After two hours of work, we’d driven stakes into the grass, put the pallets on top, and stapled cardboard to the whole thing. Our wall stretched from the library to the tennis courts, blocking off a funnel pathway for students walking to and from class.
We spray-painted the side facing the library with graffiti in a variety of languages—German, Arabic, Spanish, English—and made references to the U.S.-Mexico border, the Berlin Wall and the Israeli occupation. This side was the “occupied” side of the border, the side that traditionally has graffiti on it. I added my favorite piece of graffiti from the U.S.-Mexico border wall, though it’s since been painted over: Las parades vueltas de lado son puentes. Walls turned on their sides are bridges.
The other side was blank, except for a large proclamation: International Border. Please have documents ready.
It wasn’t a serious impediment to travel—people could easily go around
the library or through the tennis courts—but it was big enough that people had
to stop and look at it, think about how they could navigate around.
I won’t speak for the other members of the group, but I was motivated
to participate in this project because of my experiences on the U.S.-Mexico
border over spring break.
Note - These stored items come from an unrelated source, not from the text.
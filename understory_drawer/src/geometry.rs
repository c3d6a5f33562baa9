// Copyright 2025 the Understory Authors
// SPDX-License-Identifier: Apache-2.0 OR MIT

//! Geometry helpers: translate extraction and over-drag damping.

use crate::direction::DrawerDirection;

/// Logarithmic rubber-band attenuation: `8 · (ln(v + 1) − 2)`.
///
/// Used when a drawer without snap points is pulled past its fully open rest
/// position. The result grows ever more slowly as `v` increases.
#[must_use]
pub fn damp(value: f64) -> f64 {
    8.0 * (libm::log(value + 1.0) - 2.0)
}

/// Extracts the translate component along the drag axis from a computed
/// transform.
///
/// Accepts the two serializations browsers produce for computed transforms:
/// `matrix(a, b, c, d, tx, ty)` and `matrix3d(...)` with the translation in
/// elements 12 (x) and 13 (y). Anything else, including `none`, yields `None`,
/// as does a component that is not a finite number.
#[must_use]
pub fn parse_translate(transform: &str, direction: DrawerDirection) -> Option<f64> {
    let transform = transform.trim();
    let (args, index) = if let Some(args) = function_args(transform, "matrix3d") {
        (args, if direction.is_vertical() { 13 } else { 12 })
    } else if let Some(args) = function_args(transform, "matrix") {
        (args, if direction.is_vertical() { 5 } else { 4 })
    } else {
        return None;
    };
    let value: f64 = args.split(',').nth(index)?.trim().parse().ok()?;
    value.is_finite().then_some(value)
}

fn function_args<'a>(transform: &'a str, name: &str) -> Option<&'a str> {
    transform
        .strip_prefix(name)?
        .strip_prefix('(')?
        .strip_suffix(')')
}

#[cfg(test)]
mod tests {
    use super::{damp, parse_translate};
    use crate::direction::DrawerDirection;

    #[test]
    fn damp_is_slow_and_monotonic() {
        assert!((damp(0.0) + 16.0).abs() < 1e-12);
        let mut last = damp(0.0);
        for v in [1.0, 10.0, 100.0, 1000.0] {
            let d = damp(v);
            assert!(d > last, "damp must increase");
            last = d;
        }
        // Far less than linear.
        assert!(damp(1000.0) < 50.0);
    }

    #[test]
    fn parses_2d_matrix() {
        let t = "matrix(1, 0, 0, 1, 12.5, -340)";
        assert_eq!(parse_translate(t, DrawerDirection::Bottom), Some(-340.0));
        assert_eq!(parse_translate(t, DrawerDirection::Right), Some(12.5));
    }

    #[test]
    fn parses_3d_matrix() {
        let t = "matrix3d(1, 0, 0, 0, 0, 1, 0, 0, 0, 0, 1, 0, 30, 120, 0, 1)";
        assert_eq!(parse_translate(t, DrawerDirection::Top), Some(120.0));
        assert_eq!(parse_translate(t, DrawerDirection::Left), Some(30.0));
    }

    #[test]
    fn rejects_malformed_transforms() {
        assert_eq!(parse_translate("none", DrawerDirection::Bottom), None);
        assert_eq!(parse_translate("matrix(1, 0)", DrawerDirection::Bottom), None);
        assert_eq!(parse_translate("matrix(1, 0, 0, 1, 0, abc)", DrawerDirection::Bottom), None);
        assert_eq!(parse_translate("translate3d(0, 10px, 0)", DrawerDirection::Bottom), None);
        assert_eq!(parse_translate("matrix(1, 0, 0, 1, 0, NaN)", DrawerDirection::Bottom), None);
    }
}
Spending a week in the Arizona borderlands made it
abundantly clear to me just how much is broken about our immigration policies,
their enforcement, and the very notion of a border in the first place.
The wait to get a legal visa for Mexican nationals is currently about
twenty years if you already have a close relative living in the U.S., and the
U.S. government has yet to recognize the drug-related violence in Mexico as a
legitimate conflict, which means people threatened with death can’t apply to
get asylum. U.S. policies, including free-trade agreements like NAFTA, the
continued criminalization of drugs and the unwillingness to stop weapons from
being smuggled into Mexico, account for many of the problems pushing people
north—realities that our immigration laws largely refuse to consider.
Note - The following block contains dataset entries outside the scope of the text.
// Copyright 2025 the Understory Authors
// SPDX-License-Identifier: Apache-2.0 OR MIT

//! The page-wrapper scale effect shown behind an open drawer.

use alloc::string::String;

use tracing::trace;

use crate::direction::DrawerDirection;
use crate::host::DrawerHost;
use crate::style::{
    Background, StyleSnapshot, StyleTarget, StyleUpdate, Transform, TransformOrigin, Transition,
};

/// Corner radius of the scaled wrapper, in pixels.
pub const BORDER_RADIUS: f64 = 8.0;

/// Horizontal room left around the scaled wrapper, in pixels.
pub const WINDOW_TOP_OFFSET: f64 = 26.0;

/// Inset of the scaled wrapper from the top safe area, in pixels.
pub const SCALE_INSET: f64 = 14.0;

/// Scale of the wrapper while a drawer is fully open.
#[must_use]
pub fn base_scale(viewport_width: f64) -> f64 {
    if viewport_width <= 0.0 {
        return 1.0;
    }
    (viewport_width - WINDOW_TOP_OFFSET) / viewport_width
}

/// Scales the page wrapper back while a drawer is open.
#[derive(Clone, Debug)]
pub struct BackgroundScale {
    direction: DrawerDirection,
    wrapper_snapshot: Option<StyleSnapshot>,
    body_background: Option<Option<String>>,
}

impl BackgroundScale {
    /// Creates an inactive effect.
    #[must_use]
    pub fn new(direction: DrawerDirection) -> Self {
        Self {
            direction,
            wrapper_snapshot: None,
            body_background: None,
        }
    }

    /// `true` between [`enter`](Self::enter) and [`exit`](Self::exit).
    #[must_use]
    pub fn is_active(&self) -> bool {
        self.wrapper_snapshot.is_some()
    }

    fn open_visuals(&self, viewport_width: f64) -> StyleUpdate {
        let origin = if self.direction.is_vertical() {
            TransformOrigin::Top
        } else {
            TransformOrigin::Left
        };
        StyleUpdate::new()
            .with_transform_origin(origin)
            .with_transition(Transition::TransformAndRadius)
            .with_border_radius(BORDER_RADIUS)
            .with_overflow_hidden()
            .with_transform(Transform::scale_inset(
                self.direction,
                base_scale(viewport_width),
                SCALE_INSET,
            ))
    }

    /// Shrinks the wrapper to its open-drawer scale.
    ///
    /// Does nothing if the host has no wrapper. When `set_body_background`
    /// is set the body turns black behind the wrapper; its previous value is
    /// kept for [`restore_background`](Self::restore_background).
    pub fn enter<H: DrawerHost + ?Sized>(&mut self, set_body_background: bool, host: &mut H) {
        if !host.has_wrapper() {
            return;
        }
        if set_body_background {
            if self.body_background.is_none() {
                self.body_background = Some(host.body_background());
            }
            host.apply_style(
                StyleTarget::Body,
                &StyleUpdate::new().with_background(Background::Set("black".into())),
            );
        }
        if self.wrapper_snapshot.is_none() {
            self.wrapper_snapshot = Some(host.style_snapshot(StyleTarget::Wrapper));
        }
        let width = host.viewport_size().width;
        host.apply_style(StyleTarget::Wrapper, &self.open_visuals(width));
        trace!(direction = self.direction.as_str(), "background scaled");
    }

    /// Restores the wrapper's pre-enter style with the shared transition.
    ///
    /// Returns `true` if the body background was changed and should be
    /// restored once the transition finishes.
    pub fn exit<H: DrawerHost + ?Sized>(&mut self, host: &mut H) -> bool {
        let Some(snapshot) = self.wrapper_snapshot.take() else {
            return false;
        };
        host.restore_style(StyleTarget::Wrapper, &snapshot);
        host.apply_style(
            StyleTarget::Wrapper,
            &StyleUpdate::new().with_transition(Transition::TransformAndRadius),
        );
        self.body_background.is_some()
    }

    /// Puts the body background back to what it was before
    /// [`enter`](Self::enter).
    pub fn restore_background<H: DrawerHost + ?Sized>(&mut self, host: &mut H) {
        let Some(previous) = self.body_background.take() else {
            return;
        };
        let background = match previous {
            Some(color) if !color.is_empty() => Background::Set(color),
            _ => Background::Remove,
        };
        host.apply_style(
            StyleTarget::Body,
            &StyleUpdate::new().with_background(background),
        );
    }

    /// Tracks a drag: `percentage` 0 is the open look, 1 the unscaled page.
    pub fn interpolate<H: DrawerHost + ?Sized>(&self, percentage: f64, host: &mut H) {
        if !host.has_wrapper() {
            return;
        }
        let base = base_scale(host.viewport_size().width);
        let scale = (base + percentage * (1.0 - base)).min(1.0);
        let radius = BORDER_RADIUS - percentage * BORDER_RADIUS;
        let inset = (SCALE_INSET - percentage * SCALE_INSET).max(0.0);
        host.apply_style(
            StyleTarget::Wrapper,
            &StyleUpdate::new()
                .with_border_radius(radius)
                .with_transform(Transform::scale_translate(self.direction, scale, inset))
                .with_transition(Transition::None),
        );
    }

    /// Re-applies the open look without taking a new snapshot.
    pub fn reapply<H: DrawerHost + ?Sized>(&self, host: &mut H) {
        if !host.has_wrapper() {
            return;
        }
        let width = host.viewport_size().width;
        host.apply_style(StyleTarget::Wrapper, &self.open_visuals(width));
    }
}

#[cfg(test)]
mod tests {
    use super::base_scale;

    #[test]
    fn base_scale_leaves_fixed_margin() {
        assert_eq!(base_scale(260.0), 0.9);
        assert_eq!(base_scale(0.0), 1.0);
    }
}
The U.S. enforces its immigration laws through a physical border in the
Southwest, which pushes migrants into the desert, where many die of dehydration
and other injuries in the attempt to cross into the United States. Still, to
focus only on that physical border fence would be disingenuous. The U.S.-Mexico
border has worked its way into communities across the country, and the line
separating us from them is redrawn constantly in day-to-day interactions
between citizens, migrants, law enforcement, government officials and the
mixed-status families affected by immigration policy.
Border fence from Arizona, near Nogales. |
In short, U.S. border and immigration policies have combined to make
movement a privilege, something accorded based on citizenship and skin color. As
a U.S. citizen, I can enter 90 countries around the world with no visa,
including virtually every Latin American nation. If I want to walk into Nogales
for a day of shopping, I’m free to do so. Driving through the American
Southwest, I can sail through Border Patrol checkpoints without having to show
ID—my whiteness is enough to tell the uniformed men that I “belong” in this
country.
Border Patrol checkpoint near Tucson, AZ |
For me, this is the value in building a border wall on campus. Whitman
students as a group are largely privileged. Virtually all of us are U.S.
citizens, and international students are generally here with documentation and
visas. There are fewer than a dozen undocumented students on campus. For most
of us, movement is not a privilege we have to think about. Most of us will
never encounter a border that we are not legally allowed to cross. Most of us
will never have to consider the possibility of being deported.
When we first put the wall up, students reacted to it. It made crossing
the path impossible, so people were forced to interact with it. Some students
were frustrated by the boundary. I overheard several comments such as, “I don’t
get the point of this,” “This is ridiculous, it’s in a public space,” and “It’s
not fair; they’re blocking the path.” A lot of people stopped to read the
graffiti. But every single person, no matter their thoughts on the project, had
to think about it. At the very least, they had to consider their own movement—how
can I get around this wall?
I was tired after our 4a.m. construction call, so after breakfast with
the construction team, I went back to sleep from 8 to 10:30. After my nap, I
went back to look at the wall. Apparently, we’d frustrated some people enough that
they felt compelled to knock down two pallets in the middle of the wall. It was
a small gap, but it changed the wall completely. With the hole there, students
no longer had to think about their movement. Some still stopped to look at the
graffiti, but far more walked by talking with friends or texting.
If there’s one lesson I got out of this, it’s that reconceiving the
ability to move as privilege is a challenge. I think it’s important for people
to recognize the things they take for granted, and important to push people to
think about what those things are. I had a ton of fun building the wall, and I
hope that we were able to get at least a few Whitties thinking about all the
borders in the world, visible and invisible, that have much more serious
implications than just being a minute late to class.
1 comment:
Cool idea and I LOVE that quote from the wall. Its interesting for me to talk to brazilians about our immigration issues and the racism that goes along with it. I don't think it's an issue that a lot of people outside the US know about, and for brazilians going to the US it can be an issue because they can look "Mexican" receive some of the hate fueling these tensions.